Following treatment with Cimzia plus MTX, patients reported improvements, as measured by SF-36, in HRQoL at week 12 with significant improvements in both the physical and mental component scores of HRQoL (as assessed by SF-36). More specifically, energy (vitality) and emotional state (mental health) domain scores approached age and gender adjusted norms of the U.S population, and a significant improvement in SF-36 mental component summary (MCS) scores was observed with Cimzia plus MTX in this trial.
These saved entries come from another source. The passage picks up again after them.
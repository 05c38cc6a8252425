use dioxus::prelude::*;

use crate::components::button::{Button, ButtonVariant};

/// "Page 2 of 5 (42 total)".
pub fn page_summary(current_page: u32, total_pages: u32, total_count: u64) -> String {
    format!(
        "Page {} of {} ({} total)",
        current_page,
        total_pages.max(1),
        total_count
    )
}

/// Previous/Next controls. Emits the requested page number; the owner
/// decides whether it is a valid target.
#[component]
pub fn PaginationControls(
    current_page: u32,
    total_pages: u32,
    total_count: u64,
    #[props(default)] disabled: bool,
    on_navigate: EventHandler<u32>,
) -> Element {
    if total_pages <= 1 && current_page <= 1 {
        return rsx! {};
    }
    let summary = page_summary(current_page, total_pages, total_count);

    rsx! {
        document::Link { rel: "stylesheet", href: asset!("./style.css") }
        div { class: "pagination",
            Button {
                variant: ButtonVariant::Outline,
                disabled: disabled || current_page <= 1,
                onclick: move |_| on_navigate.call(current_page.saturating_sub(1)),
                "Previous"
            }
            span { class: "pagination-info", "{summary}" }
            Button {
                variant: ButtonVariant::Outline,
                disabled: disabled || current_page >= total_pages,
                onclick: move |_| on_navigate.call(current_page + 1),
                "Next"
            }
        }
    }
}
Improvements in the SF-36 physical and mental component summaries and in all eight domains were statistically significant from first post-baseline measurement and sustained to week 52.
Statistically significant and clinically meaningful reductions in fatigue were reported by more patients treated with Cimzia plus MTX than placebo plus MTX throughout the study.
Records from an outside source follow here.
use crate::auth::{use_api, use_auth};
use crate::components::{ConfirmBar, SheetMode};
use crate::format_helpers::{
    format_date, format_progress, format_status, priority_badge, status_badge, MISSING,
};
use crate::routes::projects::form_sheet::ProjectFormSheet;
use crate::routes::Route;
use client::ListState;
use dioxus::prelude::*;
use shared_types::{PermissionSet, Project};
use shared_ui::components::{
    Alert, Badge, Button, ButtonVariant, Card, CardContent, DataTable, DataTableBody,
    DataTableCell, DataTableColumn, DataTableEmpty, DataTableHeader, DataTableRow, PageActions,
    PageHeader, PageSubtitle, PageTitle, PaginationControls, SearchBar, SkeletonRows,
};

const FETCH_FALLBACK: &str = "Failed to fetch projects. Please try again.";
const DELETE_FALLBACK: &str = "Failed to delete project. Please try again.";

#[component]
pub fn ProjectListScreen(permissions: PermissionSet) -> Element {
    let api = use_api();
    let mut auth = use_auth();
    let mut list = use_signal(ListState::<Project>::new);
    let mut search = use_signal(String::new);
    let mut sheet = use_signal(|| Option::<SheetMode<Project>>::None);
    let mut pending_delete = use_signal(|| Option::<(String, String)>::None);

    let load = use_callback(move |page: u32| {
        // The list is scoped to the signed-in user; wait until the id is known.
        let Some(user_id) = auth.user_id() else {
            return;
        };
        let api = api.clone();
        spawn(async move {
            let limit = client::load_config().page_size();
            let ticket = list.write().begin_fetch();
            let result = client::api::projects::list_projects(&api, page, limit, &user_id)
                .await
                .map_err(|e| auth.request_error(&e, FETCH_FALLBACK));
            list.write().finish_fetch(ticket, result);
        });
    });

    use_effect(move || load.call(1));

    let refetch = move || load.call(list.peek().current_page());

    let api_for_delete = use_api();
    let mut delete_project = move |id: String| {
        if !list.write().begin_action(&id) {
            return;
        }
        let api = api_for_delete.clone();
        spawn(async move {
            let outcome = client::api::projects::delete_project(&api, &id)
                .await
                .map_err(|e| auth.request_error(&e, DELETE_FALLBACK));
            list.write().finish_action(&id, outcome);
            refetch();
        });
    };

    let state = list.read();
    let pagination = state.pagination();
    let term = search();
    let visible: Vec<Project> = state
        .items()
        .iter()
        .filter(|p| p.matches_search(&term))
        .cloned()
        .collect();
    let show_actions = permissions.can_edit_project || permissions.can_delete_project;
    let colspan = if show_actions { 8 } else { 7 };
    let first_load = state.is_loading() && state.items().is_empty();

    rsx! {
        div { class: "container projects",
            PageHeader {
                div {
                    PageTitle { "Projects" }
                    PageSubtitle { "{pagination.total_count} projects" }
                }
                PageActions {
                    if permissions.can_create_project {
                        Button {
                            onclick: move |_| sheet.set(Some(SheetMode::Create)),
                            "New Project"
                        }
                    }
                }
            }

            SearchBar {
                value: term.clone(),
                placeholder: "Search projects...",
                on_input: move |value: String| search.set(value),
            }

            if let Some(err) = state.error() {
                Alert { message: err.to_string(), on_retry: move |_| refetch() }
            }
            if let Some(err) = state.action_error() {
                Alert {
                    message: err.to_string(),
                    on_dismiss: move |_| list.write().dismiss_action_error(),
                }
            }
            if let Some((id, name)) = pending_delete() {
                ConfirmBar {
                    message: format!("Are you sure you want to delete \"{name}\"?"),
                    on_cancel: move |_| pending_delete.set(None),
                    on_confirm: move |_| {
                        pending_delete.set(None);
                        delete_project(id.clone());
                    },
                }
            }

            if first_load {
                SkeletonRows { rows: 6 }
            } else {
                Card {
                    CardContent {
                        DataTable {
                            DataTableHeader {
                                DataTableColumn { "Name" }
                                DataTableColumn { "Status" }
                                DataTableColumn { "Priority" }
                                DataTableColumn { "Progress" }
                                DataTableColumn { "Owner" }
                                DataTableColumn { "Members" }
                                DataTableColumn { "Due" }
                                if show_actions {
                                    DataTableColumn { align_end: true, "Actions" }
                                }
                            }
                            DataTableBody {
                                if visible.is_empty() {
                                    DataTableEmpty { colspan,
                                        p { "No projects found" }
                                        span { "Try adjusting your search or create a new project" }
                                    }
                                }
                                for project in visible {
                                    ProjectRow {
                                        key: "{project.id()}",
                                        busy: state.is_busy(project.id()),
                                        project: project.clone(),
                                        permissions,
                                        on_edit: move |p: Project| sheet.set(Some(SheetMode::Edit(p))),
                                        on_delete: move |p: Project| {
                                            pending_delete.set(Some((p.id().to_string(), p.name.clone())));
                                        },
                                    }
                                }
                            }
                        }
                    }
                }
            }

            PaginationControls {
                current_page: pagination.current_page,
                total_pages: pagination.total_pages,
                total_count: pagination.total_count,
                disabled: state.is_loading(),
                on_navigate: move |requested: u32| {
                    let target = list.peek().request_page(requested);
                    if let Some(page) = target {
                        load.call(page);
                    }
                },
            }

            if let Some(mode) = sheet() {
                ProjectFormSheet {
                    mode,
                    on_close: move |_| sheet.set(None),
                    on_saved: move |_| {
                        sheet.set(None);
                        refetch();
                    },
                }
            }
        }
    }
}

#[component]
fn ProjectRow(
    project: Project,
    permissions: PermissionSet,
    busy: bool,
    on_edit: EventHandler<Project>,
    on_delete: EventHandler<Project>,
) -> Element {
    let id = project.id().to_string();
    let progress = format_progress(project.progress);
    let owner = project.owner_name().unwrap_or(MISSING).to_string();
    let members = project.member_count();
    let due = format_date(project.end_or_due_date());
    let show_actions = permissions.can_edit_project || permissions.can_delete_project;
    let for_edit = project.clone();
    let for_delete = project.clone();

    rsx! {
        DataTableRow {
            busy,
            onclick: move |_| {
                navigator().push(Route::ProjectDetail { id: id.clone() });
            },
            DataTableCell { span { class: "cell-strong", "{project.name}" } }
            DataTableCell {
                Badge { variant: status_badge(&project.status), {format_status(&project.status)} }
            }
            DataTableCell {
                Badge { variant: priority_badge(&project.priority), {format_status(&project.priority)} }
            }
            DataTableCell {
                div { class: "progress",
                    div { class: "progress-track",
                        div { class: "progress-fill", style: "width: {progress}%;" }
                    }
                    span { class: "progress-value", "{progress}%" }
                }
            }
            DataTableCell { "{owner}" }
            DataTableCell { "{members}" }
            DataTableCell { "{due}" }
            if show_actions {
                DataTableCell { align_end: true,
                    div {
                        class: "row-actions",
                        onclick: move |evt| evt.stop_propagation(),
                        if permissions.can_edit_project {
                            Button {
                                variant: ButtonVariant::Ghost,
                                disabled: busy,
                                onclick: move |_| on_edit.call(for_edit.clone()),
                                "Edit"
                            }
                        }
                        if permissions.can_delete_project {
                            Button {
                                variant: ButtonVariant::Destructive,
                                disabled: busy,
                                busy,
                                onclick: move |_| on_delete.call(for_delete.clone()),
                                if busy { "Deleting..." } else { "Delete" }
                            }
                        }
                    }
                }
            }
        }
    }
}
At week 1, mean changes from baseline in fatigue assessment scale (FAS) were -1.3 and -1.2 for the Cimzia 200mg and 400mg plus MTX compared with -0.5 for the placebo plus MTX group and by the end of the study (week 52), mean changes from baseline were -2.6, -2.5 and -0.8, respectively.
At week 52, 48.9% and 48.6% of Cimzia 200mg and 400mg-treated patients reported clinically significant reductions in fatigue compared with only 12.6% of placebo-treated patients.
Statistically significant improvements in physical function as assessed by HAQ-DI were also reported by Cimzia treated patients.
By the end of study at week 52, mean scores were 1.1 for both treatment groups, compared with baseline scores of 1.7. Significantly more Cimzia plus MTX-treated patients than placebo plus MTX-treated patients reported clinically meaningful HAQ-DI improvements throughout the trial.
Cimzia treated patients also reported significant improvements from baseline in pain (as measured by the visual analogue scale) and global assessment of disease activity evident at week 1 and sustained through week 52.
Significantly more Cimzia plus MTX-treated patients than placebo plus MTX-treated patients reported clinically meaningful reductions in pain and improvements in global assessment of disease activity throughout the trial.